------ THE RECORDS
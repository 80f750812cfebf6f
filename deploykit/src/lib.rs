//! # Deploykit
//!
//! Deployment and teardown orchestration for a containerized service on a
//! managed Kubernetes cluster.
//!
//! A deployment run is a fixed sequence of stages:
//!
//! - **Image**: build the container image and push it to the registry
//! - **Infrastructure**: create a security group, cluster and node pool,
//!   then fetch a kubeconfig and wait for nodes
//! - **Workloads**: reconcile the namespace, pull secret and manifests, then
//!   verify that pods run
//!
//! Every run writes a [`pipeline::DeploymentReport`]. Teardown reads that
//! report and deletes exactly the resources it records.
//!
//! ## Quick Start
//!
//! ```rust,ignore
//! use deploykit::prelude::*;
//!
//! let config = DeployConfig::load(Path::new("config.yaml"))?;
//! let credentials = Credentials::from_env()?;
//! let collaborators = Collaborators {
//!     registry: &docker,
//!     cloud: &cloud,
//!     kube: &kubectl,
//!     manifests: &manifests,
//! };
//! let report = DeploymentPipeline::new(&config, &credentials, collaborators)
//!     .with_event_sink(Arc::new(LoggingEventSink::default()))
//!     .run()
//!     .await;
//! std::process::exit(report.exit_code());
//! ```

#![forbid(unsafe_code)]
#![warn(clippy::all, clippy::pedantic, missing_docs, rust_2018_idioms)]
#![allow(
    clippy::module_name_repetitions,
    clippy::must_use_candidate,
    clippy::missing_errors_doc,
    clippy::missing_panics_doc
)]

pub mod clients;
pub mod config;
pub mod context;
pub mod core;
pub mod errors;
pub mod events;
pub mod manifests;
pub mod observability;
pub mod pipeline;
pub mod polling;
pub mod provision;
pub mod reconcile;
pub mod testing;
pub mod tools;
pub mod utils;

/// Prelude module for convenient imports
pub mod prelude {
    pub use crate::clients::{
        ApplyOutcome, CloudApi, CloudResource, ImageRef, ImageRegistry, KubeApi, NodePoolState,
    };
    pub use crate::config::{
        Credentials, DeployConfig, NodeTimeoutPolicy, Policies, RegistryCredentials, Timeouts,
        WaitSettings,
    };
    pub use crate::context::{InfrastructureHandle, RunContext};
    pub use crate::core::{DeployStage, StageResult, StageStatus, TeardownStep};
    pub use crate::errors::{CloudError, ConfigError, DeployError, Result};
    pub use crate::events::{EventSink, LoggingEventSink, NoOpEventSink};
    pub use crate::manifests::{
        DirectoryManifestSource, Manifest, ManifestSet, ManifestSource, TemplateVars,
    };
    pub use crate::pipeline::{
        Collaborators, DeploymentPipeline, DeploymentReport, TeardownMode, TeardownPipeline,
        TeardownReport,
    };
    pub use crate::polling::{CancellationToken, LockRetry, PollOutcome, WaitPoller};
    pub use crate::provision::InfrastructureProvisioner;
    pub use crate::reconcile::ManifestReconciler;
    pub use crate::tools::{DockerCli, ExecEnv, KubeAccess, Kubectl};
}
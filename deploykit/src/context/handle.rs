//! Identifiers of created infrastructure.

use crate::clients::CloudResource;
use serde::{Deserialize, Serialize};
use std::path::{Path, PathBuf};

/// A created resource's id and name.
#[derive(Debug, Clone, PartialEq, Eq, Serialize, Deserialize)]
pub struct RecordedResource {
    /// Provider id.
    pub id: String,
    /// Name it was created with.
    pub name: String,
}

impl RecordedResource {
    /// Creates a record.
    #[must_use]
    pub fn new(id: impl Into<String>, name: impl Into<String>) -> Self {
        Self {
            id: id.into(),
            name: name.into(),
        }
    }
}

/// A created node pool.
#[derive(Debug, Clone, PartialEq, Eq, Serialize, Deserialize)]
pub struct NodePoolRecord {
    /// Provider id.
    pub id: String,
    /// Name it was created with.
    pub name: String,
    /// Requested node count.
    pub size: u32,
    /// Whether the security group was attached after the pool reached Running.
    pub security_group_attached: bool,
}

/// Everything a deployment created, recorded as soon as each creation call returned.
///
/// Teardown trusts these ids over anything derivable from naming conventions.
#[derive(Debug, Clone, Default, PartialEq, Eq, Serialize, Deserialize)]
pub struct InfrastructureHandle {
    /// Zone the resources live in.
    pub zone: String,
    /// Security group.
    #[serde(default, skip_serializing_if = "Option::is_none")]
    pub security_group: Option<RecordedResource>,
    /// Cluster.
    #[serde(default, skip_serializing_if = "Option::is_none")]
    pub cluster: Option<RecordedResource>,
    /// Node pool.
    #[serde(default, skip_serializing_if = "Option::is_none")]
    pub node_pool: Option<NodePoolRecord>,
    /// Kubeconfig path.
    #[serde(default, skip_serializing_if = "Option::is_none")]
    pub kubeconfig: Option<PathBuf>,
    /// Load balancer names requested by applied Services. The cloud
    /// controller creates these, so only names are known.
    #[serde(default, skip_serializing_if = "Vec::is_empty")]
    pub load_balancer_names: Vec<String>,
}

impl InfrastructureHandle {
    /// Creates an empty handle for `zone`.
    #[must_use]
    pub fn new(zone: impl Into<String>) -> Self {
        Self {
            zone: zone.into(),
            ..Self::default()
        }
    }

    /// Returns true if any cloud resource was created.
    #[must_use]
    pub fn has_resources(&self) -> bool {
        self.security_group.is_some() || self.cluster.is_some() || self.node_pool.is_some()
    }

    /// Returns the security group id.
    #[must_use]
    pub fn security_group_id(&self) -> Option<&str> {
        self.security_group.as_ref().map(|r| r.id.as_str())
    }

    /// Returns the cluster id.
    #[must_use]
    pub fn cluster_id(&self) -> Option<&str> {
        self.cluster.as_ref().map(|r| r.id.as_str())
    }

    /// Returns the node pool id.
    #[must_use]
    pub fn node_pool_id(&self) -> Option<&str> {
        self.node_pool.as_ref().map(|r| r.id.as_str())
    }

    /// Returns the kubeconfig path.
    #[must_use]
    pub fn kubeconfig(&self) -> Option<&Path> {
        self.kubeconfig.as_deref()
    }

    /// Returns the recorded cloud resources in deletion order: pool, cluster, group.
    #[must_use]
    pub fn resources(&self) -> Vec<CloudResource> {
        let mut resources = Vec::new();
        if let (Some(pool), Some(cluster)) = (&self.node_pool, &self.cluster) {
            resources.push(CloudResource::NodePool {
                cluster_id: cluster.id.clone(),
                id: pool.id.clone(),
            });
        }
        if let Some(cluster) = &self.cluster {
            resources.push(CloudResource::Cluster {
                id: cluster.id.clone(),
            });
        }
        if let Some(group) = &self.security_group {
            resources.push(CloudResource::SecurityGroup {
                id: group.id.clone(),
            });
        }
        resources
    }
}
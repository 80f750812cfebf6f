//! Collaborator capabilities the pipelines drive.
//!
//! The engine never talks to a provider directly. Each external system is a
//! trait here; the [`crate::tools`] module supplies subprocess-backed
//! implementations and [`crate::testing`] supplies in-memory fakes.

mod cloud;
mod kube;
mod registry;

pub use cloud::{
    CloudApi, CloudResource, CloudResult, ClusterSpec, InstanceType, KubeconfigRequest,
    LoadBalancer, NodePoolSpec, NodePoolState,
};
pub use kube::{ApplyOutcome, KubeApi, ObjectSummary};
pub use registry::{BuildContext, ImageRef, ImageRegistry};

#[cfg(test)]
pub use cloud::MockCloudApi;
#[cfg(test)]
pub use kube::MockKubeApi;
#[cfg(test)]
pub use registry::MockImageRegistry;
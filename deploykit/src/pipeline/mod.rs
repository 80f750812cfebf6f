//! Deployment and teardown pipelines.
//!
//! This module provides:
//! - [`DeploymentPipeline`], the seven-stage deployment state machine
//! - [`TeardownPipeline`], report-driven deletion of recorded resources
//! - the persisted [`DeploymentReport`] and [`TeardownReport`]

mod deploy;
mod report;
mod teardown;

pub use deploy::{Collaborators, DeploymentPipeline, PipelineState, LATEST_TAG};
pub use report::{
    DeploymentReport, TeardownMode, TeardownReport, TeardownTarget, TerminalState,
    EXIT_ABORTED_CLEAN, EXIT_ABORTED_PARTIAL, EXIT_DEGRADED, EXIT_SUCCESS,
};
pub use teardown::{resolve_report_path, TeardownPipeline};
------------
§ WHAT YOU SHOULD DO
For the string "supplies", filter the data and copy out each line where it occurs.

§ RESPONSE TO THE TASK
//! trait here; the [`crate::tools`] module supplies subprocess-backed
//! implementations and [`crate::testing`] supplies in-memory fakes.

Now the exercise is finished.